### [ACTIVITY]
From the data below, return all lines holding the string "SignedRequest".

Stored data
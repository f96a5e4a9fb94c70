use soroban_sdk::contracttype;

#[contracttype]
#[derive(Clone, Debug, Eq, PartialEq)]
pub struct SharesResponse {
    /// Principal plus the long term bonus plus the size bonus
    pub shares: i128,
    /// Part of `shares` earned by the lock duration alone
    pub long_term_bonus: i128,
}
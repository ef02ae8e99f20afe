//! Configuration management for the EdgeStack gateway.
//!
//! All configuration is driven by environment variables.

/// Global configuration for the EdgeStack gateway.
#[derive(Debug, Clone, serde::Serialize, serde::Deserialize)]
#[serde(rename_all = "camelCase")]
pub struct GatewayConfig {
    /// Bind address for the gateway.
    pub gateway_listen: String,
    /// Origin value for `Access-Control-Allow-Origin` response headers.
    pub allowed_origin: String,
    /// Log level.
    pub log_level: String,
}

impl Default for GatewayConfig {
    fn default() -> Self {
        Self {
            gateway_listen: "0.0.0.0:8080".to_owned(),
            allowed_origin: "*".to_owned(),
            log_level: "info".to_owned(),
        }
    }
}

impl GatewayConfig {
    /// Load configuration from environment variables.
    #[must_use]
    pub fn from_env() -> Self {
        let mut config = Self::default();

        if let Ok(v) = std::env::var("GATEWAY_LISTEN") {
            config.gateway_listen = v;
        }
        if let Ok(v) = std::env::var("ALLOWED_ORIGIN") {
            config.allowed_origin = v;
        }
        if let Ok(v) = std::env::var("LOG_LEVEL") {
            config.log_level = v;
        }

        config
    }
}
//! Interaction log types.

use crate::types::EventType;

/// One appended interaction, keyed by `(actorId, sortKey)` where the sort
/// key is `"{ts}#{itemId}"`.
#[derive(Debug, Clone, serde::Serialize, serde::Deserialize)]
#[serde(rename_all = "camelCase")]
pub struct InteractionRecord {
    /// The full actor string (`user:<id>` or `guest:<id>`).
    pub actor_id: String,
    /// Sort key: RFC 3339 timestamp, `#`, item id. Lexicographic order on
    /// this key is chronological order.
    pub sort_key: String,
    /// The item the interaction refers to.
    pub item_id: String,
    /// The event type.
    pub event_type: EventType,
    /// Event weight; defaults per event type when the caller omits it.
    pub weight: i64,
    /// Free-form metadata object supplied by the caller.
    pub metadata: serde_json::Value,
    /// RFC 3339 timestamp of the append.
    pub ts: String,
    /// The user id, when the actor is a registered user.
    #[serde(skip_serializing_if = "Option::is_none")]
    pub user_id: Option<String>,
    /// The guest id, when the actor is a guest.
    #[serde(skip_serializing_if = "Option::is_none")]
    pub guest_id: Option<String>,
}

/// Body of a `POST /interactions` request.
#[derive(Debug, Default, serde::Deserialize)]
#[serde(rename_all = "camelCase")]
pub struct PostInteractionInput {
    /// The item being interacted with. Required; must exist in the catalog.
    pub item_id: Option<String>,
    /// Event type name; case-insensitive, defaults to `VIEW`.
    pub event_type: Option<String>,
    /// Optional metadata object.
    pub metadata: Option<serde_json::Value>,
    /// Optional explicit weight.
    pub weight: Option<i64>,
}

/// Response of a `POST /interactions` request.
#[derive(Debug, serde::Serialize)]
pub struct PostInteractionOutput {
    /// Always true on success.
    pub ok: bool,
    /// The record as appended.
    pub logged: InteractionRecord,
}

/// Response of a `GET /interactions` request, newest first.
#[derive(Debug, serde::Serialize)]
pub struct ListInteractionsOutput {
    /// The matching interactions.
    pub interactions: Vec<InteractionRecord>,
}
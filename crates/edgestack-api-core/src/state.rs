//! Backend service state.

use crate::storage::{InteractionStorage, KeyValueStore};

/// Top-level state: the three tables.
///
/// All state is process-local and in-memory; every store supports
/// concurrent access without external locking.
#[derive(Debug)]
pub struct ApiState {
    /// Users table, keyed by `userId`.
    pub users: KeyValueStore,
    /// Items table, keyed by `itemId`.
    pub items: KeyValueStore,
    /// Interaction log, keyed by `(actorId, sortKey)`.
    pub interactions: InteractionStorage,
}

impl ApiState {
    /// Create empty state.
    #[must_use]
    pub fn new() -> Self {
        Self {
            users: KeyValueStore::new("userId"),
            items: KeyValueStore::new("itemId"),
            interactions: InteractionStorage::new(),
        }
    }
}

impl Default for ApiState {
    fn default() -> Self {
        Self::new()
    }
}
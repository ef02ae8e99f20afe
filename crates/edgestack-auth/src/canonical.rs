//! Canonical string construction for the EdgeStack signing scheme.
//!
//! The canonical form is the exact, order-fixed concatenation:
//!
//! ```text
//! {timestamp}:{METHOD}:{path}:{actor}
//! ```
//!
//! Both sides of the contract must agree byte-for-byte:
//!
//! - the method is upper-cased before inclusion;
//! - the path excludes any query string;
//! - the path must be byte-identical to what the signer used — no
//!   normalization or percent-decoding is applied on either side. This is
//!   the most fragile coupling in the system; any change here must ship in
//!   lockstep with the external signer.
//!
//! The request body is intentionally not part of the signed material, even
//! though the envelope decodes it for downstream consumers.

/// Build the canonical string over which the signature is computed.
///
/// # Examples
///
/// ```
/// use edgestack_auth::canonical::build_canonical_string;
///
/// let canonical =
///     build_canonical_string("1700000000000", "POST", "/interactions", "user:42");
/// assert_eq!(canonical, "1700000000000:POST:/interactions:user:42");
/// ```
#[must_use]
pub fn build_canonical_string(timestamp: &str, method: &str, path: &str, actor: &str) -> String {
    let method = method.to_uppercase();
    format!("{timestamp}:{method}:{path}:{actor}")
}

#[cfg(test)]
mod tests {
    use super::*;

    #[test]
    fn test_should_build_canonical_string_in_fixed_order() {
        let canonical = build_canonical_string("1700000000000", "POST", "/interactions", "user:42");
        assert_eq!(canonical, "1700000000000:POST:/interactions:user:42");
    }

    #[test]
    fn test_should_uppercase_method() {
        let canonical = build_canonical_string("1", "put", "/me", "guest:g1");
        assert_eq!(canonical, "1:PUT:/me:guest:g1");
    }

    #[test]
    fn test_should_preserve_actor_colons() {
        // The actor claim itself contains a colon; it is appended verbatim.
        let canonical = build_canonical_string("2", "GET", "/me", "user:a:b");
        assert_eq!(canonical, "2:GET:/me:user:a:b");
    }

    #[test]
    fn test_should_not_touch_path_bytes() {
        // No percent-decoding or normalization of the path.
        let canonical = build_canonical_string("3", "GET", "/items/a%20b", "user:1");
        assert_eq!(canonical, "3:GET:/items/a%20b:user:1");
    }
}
==
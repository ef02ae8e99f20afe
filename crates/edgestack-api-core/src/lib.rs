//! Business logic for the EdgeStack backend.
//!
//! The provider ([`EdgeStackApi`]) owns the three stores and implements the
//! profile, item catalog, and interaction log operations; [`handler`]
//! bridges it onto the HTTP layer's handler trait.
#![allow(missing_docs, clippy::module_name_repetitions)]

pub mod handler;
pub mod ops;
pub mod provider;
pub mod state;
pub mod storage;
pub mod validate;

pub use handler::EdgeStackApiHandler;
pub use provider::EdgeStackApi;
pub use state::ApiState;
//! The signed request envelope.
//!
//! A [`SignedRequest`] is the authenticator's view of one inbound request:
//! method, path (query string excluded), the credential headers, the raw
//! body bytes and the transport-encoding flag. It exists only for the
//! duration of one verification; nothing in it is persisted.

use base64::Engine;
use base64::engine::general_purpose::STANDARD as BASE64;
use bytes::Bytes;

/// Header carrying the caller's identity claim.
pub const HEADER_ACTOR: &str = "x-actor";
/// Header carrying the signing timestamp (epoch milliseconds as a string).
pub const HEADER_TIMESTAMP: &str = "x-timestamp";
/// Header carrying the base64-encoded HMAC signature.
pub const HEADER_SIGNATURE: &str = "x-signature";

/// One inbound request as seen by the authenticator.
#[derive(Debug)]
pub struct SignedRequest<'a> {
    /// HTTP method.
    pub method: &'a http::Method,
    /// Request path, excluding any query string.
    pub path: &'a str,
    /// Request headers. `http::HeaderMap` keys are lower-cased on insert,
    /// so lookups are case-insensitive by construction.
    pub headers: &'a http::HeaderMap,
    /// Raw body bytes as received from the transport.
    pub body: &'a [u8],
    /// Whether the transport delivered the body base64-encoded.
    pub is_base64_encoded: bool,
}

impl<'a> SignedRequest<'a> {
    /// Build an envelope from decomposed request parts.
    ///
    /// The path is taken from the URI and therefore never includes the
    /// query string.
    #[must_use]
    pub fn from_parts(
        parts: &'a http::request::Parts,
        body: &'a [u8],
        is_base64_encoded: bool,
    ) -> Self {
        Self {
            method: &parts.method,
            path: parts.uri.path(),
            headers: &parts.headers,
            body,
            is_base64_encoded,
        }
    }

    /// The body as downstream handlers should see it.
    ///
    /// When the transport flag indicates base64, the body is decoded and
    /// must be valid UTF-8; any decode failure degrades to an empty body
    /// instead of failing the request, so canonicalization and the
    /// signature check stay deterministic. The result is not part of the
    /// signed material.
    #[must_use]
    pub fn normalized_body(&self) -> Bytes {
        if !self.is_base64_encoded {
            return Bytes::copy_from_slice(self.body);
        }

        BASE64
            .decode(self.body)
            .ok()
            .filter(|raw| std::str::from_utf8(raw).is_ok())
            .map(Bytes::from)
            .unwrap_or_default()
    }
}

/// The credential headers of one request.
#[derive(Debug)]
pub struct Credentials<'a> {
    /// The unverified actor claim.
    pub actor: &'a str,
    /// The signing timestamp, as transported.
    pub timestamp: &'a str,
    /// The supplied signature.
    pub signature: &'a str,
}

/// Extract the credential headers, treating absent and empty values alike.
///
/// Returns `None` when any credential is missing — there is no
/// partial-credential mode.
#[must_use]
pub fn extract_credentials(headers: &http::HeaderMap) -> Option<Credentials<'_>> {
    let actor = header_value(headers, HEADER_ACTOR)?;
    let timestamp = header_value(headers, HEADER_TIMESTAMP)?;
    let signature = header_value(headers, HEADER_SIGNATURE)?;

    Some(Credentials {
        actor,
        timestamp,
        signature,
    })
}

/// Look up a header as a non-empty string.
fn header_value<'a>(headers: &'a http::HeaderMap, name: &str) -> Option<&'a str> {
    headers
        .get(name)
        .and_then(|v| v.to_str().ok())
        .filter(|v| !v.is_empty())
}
--
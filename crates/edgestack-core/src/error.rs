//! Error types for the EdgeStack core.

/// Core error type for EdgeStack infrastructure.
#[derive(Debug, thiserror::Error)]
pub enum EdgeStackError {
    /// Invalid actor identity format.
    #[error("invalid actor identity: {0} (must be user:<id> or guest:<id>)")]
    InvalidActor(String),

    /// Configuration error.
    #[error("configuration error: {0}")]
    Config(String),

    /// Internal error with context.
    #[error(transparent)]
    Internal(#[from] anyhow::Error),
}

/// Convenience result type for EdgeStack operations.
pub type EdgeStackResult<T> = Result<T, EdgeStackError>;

### [SOLUTION FOR THIS TASK]
//! A [`SignedRequest`] is the authenticator's view of one inbound request:
pub struct SignedRequest<'a> {
impl<'a> SignedRequest<'a> {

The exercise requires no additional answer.